Doch Mustafa Yeneroglus Interessen reichen weiter über die Formalitäten des Wahlablaufs hinaus. Er hat sich seit dem Putschversuch in der Türkei im letzten Sommer als Erdogan-Sprachrohr in den deutschen Medien etabliert – unbeirrt vertritt er die Position des türkischen Präsidenten in Talkshows wie «Maybritt Illner» oder «Anne Will». Ob zum Völkermord an den Armeniern, zur Verhaftungswellen gegen Akademiker oder den Entlassungen von Richtern und Staatsanwälten: Yeneroglu weibelt stets um Verständnis für den Standpunkt von Erdogan und dessen Regierung.
In den letzten Monaten trat der in Deutschland aufgewachsene und ausgebildete Jurist Yeneroglu in Europa prominent für ein Ja zu Erdogans Verfassungsreform ein, sprach in Antwerpen, Wien und Stuttgart vor Wählern und gerne auch in Fernsehkameras und Mikrofone. Auf Twitter und Facebook verurteilte er deutsche Medien, die in seinen Augen unausgewogen über die Türkei berichten und kritisierte türkischstämmige deutsche Politiker, die Erdogans Reform ablehnen.
Die Schweizer Behörden waren über den Besuch Yeneroglus von vergangener Woche nicht informiert, wie Pierre-Alain Eltschinger, Sprecher des Eidgenössischen Departements des Äusseren (EDA), auf Anfrage erklärt. Dabei hatte der Wahlkampf zur Verfassungsreform auch hierzulande für Schlagzeilen gesorgt: Geplante Auftritte des türkischen Aussenministers Mevlüt Cavusoglu und von AKP-Parlamentarier Hursit Yildirim wurden aus Sicherheitsgründen verboten und konnten nur im privaten Rahmen stattfinden.

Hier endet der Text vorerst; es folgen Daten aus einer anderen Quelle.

use ratatui::{
    layout::{Constraint, Direction, Layout, Rect},
    style::{Color, Modifier, Style},
    text::{Line, Span},
    widgets::{Block, Borders, List, ListItem, ListState, Paragraph, Wrap},
    Frame,
};

use super::app::{App, Mode};
use crate::{
    pagination::{PageItem, PaginationControls},
    search::ListMode,
};

pub fn render(f: &mut Frame, app: &App) {
    let area = f.size();

    let chunks = Layout::default()
        .direction(Direction::Vertical)
        .constraints([
            Constraint::Length(3),
            Constraint::Min(0),
            Constraint::Length(3),
        ])
        .split(area);

    render_search_bar(f, app, chunks[0]);

    if app.mode == Mode::Detail || (app.mode == Mode::ConfirmDelete && app.detail.is_some()) {
        render_detail(f, app, chunks[1]);
    } else {
        render_list(f, app, chunks[1]);
    }

    render_footer(f, app, chunks[2]);
}

fn render_search_bar(f: &mut Frame, app: &App, area: Rect) {
    let editing = app.mode == Mode::Editing;
    let style = if editing {
        Style::default().fg(Color::Yellow)
    } else {
        Style::default()
    };

    let mut spans = vec![Span::styled(app.input.as_str(), style)];
    if editing {
        spans.push(Span::styled("_", Style::default().add_modifier(Modifier::SLOW_BLINK)));
    }

    let paragraph = Paragraph::new(Line::from(spans)).block(
        Block::default()
            .borders(Borders::ALL)
            .title("Search (/ to type, Enter to submit)"),
    );
    f.render_widget(paragraph, area);
}

fn render_list(f: &mut Frame, app: &App, area: Rect) {
    let state = &app.state;

    let title = if state.has_query() {
        format!("Blogsite - {} result(s) for \"{}\"", state.total, state.effective_query)
    } else {
        "Blogsite - Latest Posts".to_string()
    };
    let block = Block::default().borders(Borders::ALL).title(title);

    if state.loading {
        let paragraph = Paragraph::new("Loading...")
            .block(block)
            .style(Style::default().fg(Color::Gray));
        f.render_widget(paragraph, area);
        return;
    }

    if let Some(error) = &state.error {
        let paragraph = Paragraph::new(error.as_str())
            .block(block)
            .style(Style::default().fg(Color::Red));
        f.render_widget(paragraph, area);
        return;
    }

    if state.items.is_empty() {
        let message = if state.has_query() {
            format!("No results found for \"{}\".", state.effective_query)
        } else if app.controller.mode() == ListMode::Search {
            "Type / to search posts.".to_string()
        } else {
            "There are no blog posts yet.".to_string()
        };
        let paragraph = Paragraph::new(message)
            .block(block)
            .style(Style::default().fg(Color::Gray));
        f.render_widget(paragraph, area);
        return;
    }

    let items: Vec<ListItem> = state
        .items
        .iter()
        .enumerate()
        .map(|(idx, post)| {
            let is_selected = idx == app.selected;
            let style = if is_selected {
                Style::default()
                    .fg(Color::Cyan)
                    .add_modifier(Modifier::BOLD)
            } else {
                Style::default()
            };

            let content = vec![
                Line::from(vec![
                    Span::styled(
                        format!("{:>3}. ", idx + 1),
                        Style::default().fg(Color::Yellow),
                    ),
                    Span::styled(post.title.as_str(), style),
                    Span::styled(
                        format!("  {}", post.created_short()),
                        Style::default().fg(Color::DarkGray),
                    ),
                ]),
                Line::from(Span::styled(
                    format!("     {}", post.summary(70).replace('\n', " ")),
                    Style::default().fg(Color::Gray),
                )),
            ];
            ListItem::new(content)
        })
        .collect();

    let mut list_state = ListState::default();
    list_state.select(Some(app.selected));

    let list = List::new(items).block(block).highlight_style(
        Style::default()
            .bg(Color::Blue)
            .add_modifier(Modifier::BOLD),
    );

    f.render_stateful_widget(list, area, &mut list_state);
}

fn render_detail(f: &mut Frame, app: &App, area: Rect) {
    let Some(post) = &app.detail else {
        return;
    };

    let mut lines = vec![Line::from(Span::styled(
        format!("Published: {}", post.created_long()),
        Style::default().fg(Color::DarkGray),
    ))];
    if post.was_updated() {
        lines.push(Line::from(Span::styled(
            format!("Updated: {}", post.updated_long()),
            Style::default().fg(Color::DarkGray),
        )));
    }
    lines.push(Line::from(""));
    lines.extend(post.content.lines().map(|line| Line::from(line.to_string())));

    let paragraph = Paragraph::new(lines)
        .block(
            Block::default()
                .borders(Borders::ALL)
                .title(post.title.as_str()),
        )
        .wrap(Wrap { trim: false })
        .scroll((app.scroll, 0));
    f.render_widget(paragraph, area);
}

/// Page-number strip built from the pagination window.
pub fn pagination_spans(controls: &PaginationControls) -> Vec<Span<'static>> {
    let mut spans = vec![Span::raw("« ")];
    for item in &controls.items {
        match item {
            PageItem::Page(n) if controls.is_current(n) => spans.push(Span::styled(
                format!("[{}]", n),
                Style::default()
                    .fg(Color::Cyan)
                    .add_modifier(Modifier::BOLD),
            )),
            PageItem::Page(n) => spans.push(Span::raw(format!(" {} ", n))),
            PageItem::Ellipsis => spans.push(Span::raw(" … ")),
        }
    }
    spans.push(Span::raw(" »"));
    spans
}

fn key_hint(key: &'static str, label: &'static str) -> [Span<'static>; 2] {
    [
        Span::styled(key, Style::default().fg(Color::Yellow)),
        Span::raw(label),
    ]
}

fn render_footer(f: &mut Frame, app: &App, area: Rect) {
    let mut spans: Vec<Span> = Vec::new();

    match app.mode {
        Mode::ConfirmDelete => {
            spans.push(Span::styled(
                "Delete this post? ",
                Style::default().fg(Color::Red).add_modifier(Modifier::BOLD),
            ));
            spans.extend(key_hint("y", " yes | "));
            spans.extend(key_hint("any other key", " cancel"));
        }
        Mode::Editing => {
            spans.extend(key_hint("Enter", " submit | "));
            spans.extend(key_hint("Esc", " done"));
        }
        Mode::Detail => {
            spans.extend(key_hint("↑/k ↓/j", " scroll | "));
            spans.extend(key_hint("d", " delete | "));
            spans.extend(key_hint("Esc", " back"));
        }
        Mode::Browse => {
            if let Some(controls) = app.state.controls() {
                spans.extend(pagination_spans(&controls));
                spans.push(Span::raw(" | "));
            }
            spans.extend(key_hint("↑↓", " select | "));
            spans.extend(key_hint("←→", " page | "));
            spans.extend(key_hint("Enter", " view | "));
            spans.extend(key_hint("d", " delete | "));
            spans.extend(key_hint("q", " quit"));
        }
    }

    if let Some(status) = &app.status {
        spans.push(Span::raw(" | "));
        spans.push(Span::styled(
            status.as_str(),
            Style::default().fg(Color::Green),
        ));
    }

    let footer = Paragraph::new(Line::from(spans))
        .block(Block::default().borders(Borders::ALL))
        .style(Style::default().fg(Color::White));

    f.render_widget(footer, area);
}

Spitzelaktionen gegen vermeintliche Anhänger der Gülen-Bewegung fanden den Weg in die Öffentlichkeit.
Als sein türkischer Amtskollege dann doch noch den Weg in die Schweiz fand, fand Aussenminister Didier Burkhalter (FDP) in einem Communiqué zum Besuch ungewöhnlich deutlich Worte: Er ermahnte die Türkei, Schweizer Gesetze einzuhalten und die Freiheitsrechte der hier lebenden Türken zu respektieren. Burkhalter betonte die Bedeutung der Meinungsäusserungsfreiheit in einer Demokratie. Die Schweiz erwarte von der Türkei, dass sie ihren internationalen Verpflichtungen in dieser Hinsicht nachkomme. Auf dieses Communiqué verweist nun auch EDA-Sprecher Eltschinger im Zusammenhang mit dem Besuch Yeneroglus in den Wahllokalen in der Schweiz.

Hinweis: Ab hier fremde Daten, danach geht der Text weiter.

use axum::{
    http::StatusCode,
    response::{IntoResponse, Response},
};

use crate::api::ApiError;

pub type Result<T> = std::result::Result<T, Error>;

#[derive(Debug, thiserror::Error)]
pub enum Error {
    #[error("Posts API error: {0}")]
    Api(#[from] ApiError),

    #[error("IO error: {0}")]
    Io(#[from] std::io::Error),

    #[error("Template error: {0}")]
    Template(#[from] askama::Error),

    #[error("Invalid configuration: {0}")]
    Config(String),

    #[error("CSRF validation failed")]
    Forbidden,

    #[error("Internal server error")]
    Internal(String),
}

impl IntoResponse for Error {
    fn into_response(self) -> Response {
        let (status, message) = match self {
            Error::Api(ApiError::NotFound) => (StatusCode::NOT_FOUND, "Not found"),
            Error::Api(e) => {
                tracing::error!("Posts API error: {}", e);
                (StatusCode::BAD_GATEWAY, "Posts API unavailable")
            }
            Error::Io(e) => {
                tracing::error!("IO error: {}", e);
                (StatusCode::INTERNAL_SERVER_ERROR, "IO error")
            }
            Error::Template(e) => {
                tracing::error!("Template error: {}", e);
                (StatusCode::INTERNAL_SERVER_ERROR, "Template error")
            }
            Error::Config(msg) => {
                tracing::error!("Configuration error: {}", msg);
                (StatusCode::INTERNAL_SERVER_ERROR, "Internal server error")
            }
            Error::Forbidden => {
                tracing::warn!("CSRF validation failed");
                (StatusCode::FORBIDDEN, "CSRF validation failed")
            }
            Error::Internal(msg) => {
                tracing::error!("Internal error: {}", msg);
                (StatusCode::INTERNAL_SERVER_ERROR, "Internal server error")
            }
        };

        (status, message).into_response()
    }
}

Die Stadtpolizei Zürich will sich auf Anfrage nicht zu den Sicherheitsmassnahmen rund ums türkische Generalkonsulat äussern, auch nicht zur Frage, ob sie über den Besuch Yeneroglus informiert war. Sprecher Marco Cortesi sagt lediglich, dass man sich permanent im Austausch mit dem Generalkonsulat befinde. Mustafa Yeneroglu wollte keine Fragen über seinen Besuch in der Schweiz beantworten.